Data Steward Studio Installation
Also available as:
PDF

Ambari Dataplane Profiler Configs

From Ambari > Dataplane Profiler > Configs, you can view or update your database or advanced configurations.

Dataplane Profiler Database Configs

From Ambari > Dataplane Profiler > Configs > Database, you can view or update the DataPlane Profiler Database configurations.

Table 1. Database configs
Value Description Example
DP Profiler Database Database type or flavor used for DSS profiler.

h2

mysql

postgres

Note
Note
Make sure that the database type is entered in lower case, such as h2, mysql, or postgres.
Database Username A Database user needs to be created in the MySQL or Postgres DB that the profiler service would use to connect to the DB. This is name of that database user. profileragent
Database Name Name must be “profileragent”.
Important
Important
Do not modify.
profileragent
Database URL The URL of DP profiler database.

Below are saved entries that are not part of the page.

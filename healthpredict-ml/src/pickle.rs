//! Bridge to pickled scikit-learn estimators.
//!
//! The artifact file is used unchanged. Opening it starts one Python worker
//! that unpickles the estimator once and keeps it in memory. Each call sends
//! the ordered record as a JSON line; the worker builds a one-row
//! `pandas.DataFrame` with exactly the record's column names in order and
//! answers with a JSON line.
//!
//! The worker lives on a small runtime owned by the artifact, so the
//! synchronous [`Classifier`] methods can be called from any blocking
//! thread.

use crate::error::MlError;
use crate::runtime::{PythonRuntime, PythonWorker};
use healthpredict_core::{Classifier, FieldValue, InputRecord, PredictionError};
use serde::Serialize;
use std::path::{Path, PathBuf};
use std::sync::Mutex;
use tokio::runtime::Runtime;
use tracing::{debug, warn};

const BRIDGE_SCRIPT: &str = r#"
import json
import sys

def load(path):
    if path.endswith(".joblib"):
        import joblib
        return joblib.load(path)
    import pickle
    with open(path, "rb") as fh:
        return pickle.load(fh)

def reply(obj):
    sys.stdout.write(json.dumps(obj) + "\n")
    sys.stdout.flush()

try:
    model = load(sys.argv[1])
    load_error = None
except Exception as e:
    model = None
    load_error = str(e)

for line in sys.stdin:
    req = json.loads(line)
    if load_error is not None:
        reply({"error": "unreadable", "message": load_error})
        continue
    op = req["op"]
    try:
        if op == "describe":
            missing = [m for m in ("predict", "predict_proba") if not callable(getattr(model, m, None))]
            features = getattr(model, "feature_names_in_", None)
            reply({
                "missing": missing,
                "features": None if features is None else [str(f) for f in features],
            })
        else:
            import pandas as pd
            frame = pd.DataFrame([req["values"]], columns=req["columns"])
            if op == "predict":
                reply({"label": int(model.predict(frame)[0])})
            else:
                reply({"proba": [float(p) for p in model.predict_proba(frame)[0]]})
    except Exception as e:
        reply({"error": "invocation", "message": str(e)})
"#;

#[derive(Serialize)]
struct BridgeRequest {
    op: &'static str,
    columns: Vec<&'static str>,
    values: Vec<FieldValue>,
}

/// [`Classifier`] backed by a pickled estimator held by a Python worker.
pub struct PickleArtifact {
    name: String,
    path: PathBuf,
    runtime: PythonRuntime,
    features: Option<Vec<String>>,
    worker: Mutex<PythonWorker>,
    rt: Option<Runtime>,
}

impl std::fmt::Debug for PickleArtifact {
    fn fmt(&self, f: &mut std::fmt::Formatter<'_>) -> std::fmt::Result {
        f.debug_struct("PickleArtifact")
            .field("name", &self.name)
            .field("features", &self.features)
            .finish()
    }
}

impl PickleArtifact {
    /// Unpickle `path` once and check that it can classify.
    ///
    /// Blocks; call it from a blocking thread, not from async code.
    pub fn open(path: &Path, runtime: PythonRuntime) -> Result<Self, MlError> {
        let rt = tokio::runtime::Builder::new_multi_thread()
            .worker_threads(1)
            .thread_name("pickle-bridge")
            .enable_all()
            .build()?;
        let mut worker = start_worker(&rt, &runtime, path)?;

        let describe = BridgeRequest {
            op: "describe",
            columns: Vec::new(),
            values: Vec::new(),
        };
        let reply = rt.block_on(worker.request(&serde_json::to_value(describe)?))?;
        bridge_error(&reply)?;

        let missing = reply
            .get("missing")
            .cloned()
            .map(serde_json::from_value::<Vec<String>>)
            .transpose()?
            .unwrap_or_default();
        if !missing.is_empty() {
            worker.shutdown();
            return Err(MlError::model(format!(
                "artifact does not provide {}",
                missing.join(", ")
            )));
        }
        let features = reply
            .get("features")
            .cloned()
            .map(serde_json::from_value::<Option<Vec<String>>>)
            .transpose()?
            .flatten();

        debug!(path = %path.display(), features = ?features, "Opened pickle artifact");
        Ok(Self {
            name: format!("pickle:{}", path.display()),
            path: path.to_path_buf(),
            runtime,
            features,
            worker: Mutex::new(worker),
            rt: Some(rt),
        })
    }

    /// Column names the estimator was fitted on, when it records them.
    pub fn features(&self) -> Option<&[String]> {
        self.features.as_deref()
    }

    fn invoke(&self, op: &'static str, record: &InputRecord) -> Result<serde_json::Value, MlError> {
        let (columns, values): (Vec<_>, Vec<_>) = record.columns().into_iter().unzip();
        let request = serde_json::to_value(BridgeRequest {
            op,
            columns,
            values,
        })?;

        let rt = self
            .rt
            .as_ref()
            .ok_or_else(|| MlError::python("Python worker is no longer running"))?;
        let mut worker = self
            .worker
            .lock()
            .map_err(|_| MlError::python("Python worker lock poisoned"))?;
        if worker.is_broken() {
            warn!(path = %self.path.display(), "Restarting Python worker");
            *worker = start_worker(rt, &self.runtime, &self.path)?;
        }
        let reply = rt.block_on(worker.request(&request))?;
        bridge_error(&reply)?;
        Ok(reply)
    }
}

impl Drop for PickleArtifact {
    fn drop(&mut self) {
        if let Ok(mut worker) = self.worker.lock() {
            worker.shutdown();
        }
        if let Some(rt) = self.rt.take() {
            rt.shutdown_background();
        }
    }
}

fn start_worker(
    rt: &Runtime,
    runtime: &PythonRuntime,
    path: &Path,
) -> Result<PythonWorker, MlError> {
    let path_arg = path.to_string_lossy().into_owned();
    rt.block_on(async { runtime.spawn_worker(BRIDGE_SCRIPT, &[path_arg.as_str()]) })
}

/// Turn an `{"error": ..., "message": ...}` reply into an error.
fn bridge_error(reply: &serde_json::Value) -> Result<(), MlError> {
    let Some(kind) = reply.get("error").and_then(|e| e.as_str()) else {
        return Ok(());
    };
    let message = reply
        .get("message")
        .and_then(|m| m.as_str())
        .unwrap_or_default()
        .to_string();
    Err(match kind {
        "unreadable" => MlError::Model(message),
        _ => MlError::Inference(message),
    })
}

impl Classifier for PickleArtifact {
    fn name(&self) -> &str {
        &self.name
    }

    fn classify(&self, record: &InputRecord) -> Result<i64, PredictionError> {
        let reply = self.invoke("predict", record)?;
        reply
            .get("label")
            .and_then(|l| l.as_i64())
            .ok_or_else(|| PredictionError::invocation("bridge returned no label"))
    }

    fn score_distribution(&self, record: &InputRecord) -> Result<Vec<f64>, PredictionError> {
        let reply = self.invoke("predict_proba", record)?;
        let proba = reply
            .get("proba")
            .cloned()
            .ok_or_else(|| PredictionError::invocation("bridge returned no probabilities"))?;
        serde_json::from_value(proba).map_err(|e| PredictionError::invocation(e.to_string()))
    }
}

H2: jdbc:h2:/var/lib/profiler_agent/h2/profileragent;DATABASE_TO_UPPER=false;DB_CLOSE_DELAY=-1

MySQL: jdbc:mysql://hostname:3306/profileragent?autoreconnect=true

POSTGRES: jdbc:postgresql://hostname:5432/profileragent

Note
Note
Make sure that the database name within the URL is in lower case, such as h2, mysql, or postgres.
Database Host Database host name for Profiler Agent server <hostname>
Database password The password for your DP database. <your_password>
Note
Note
On HDP 3.x versions, Profiler Agent service on Ambari UI does not have a separate tab for configuring database. All database configuration is available as part of Dataplane Profiler Database Configs.

Dataplane Profiler Advanced Configs

From Ambari > Dataplane Profiler > Configs > Advanced, you can view or update the DataPlane Profiler advanced configurations.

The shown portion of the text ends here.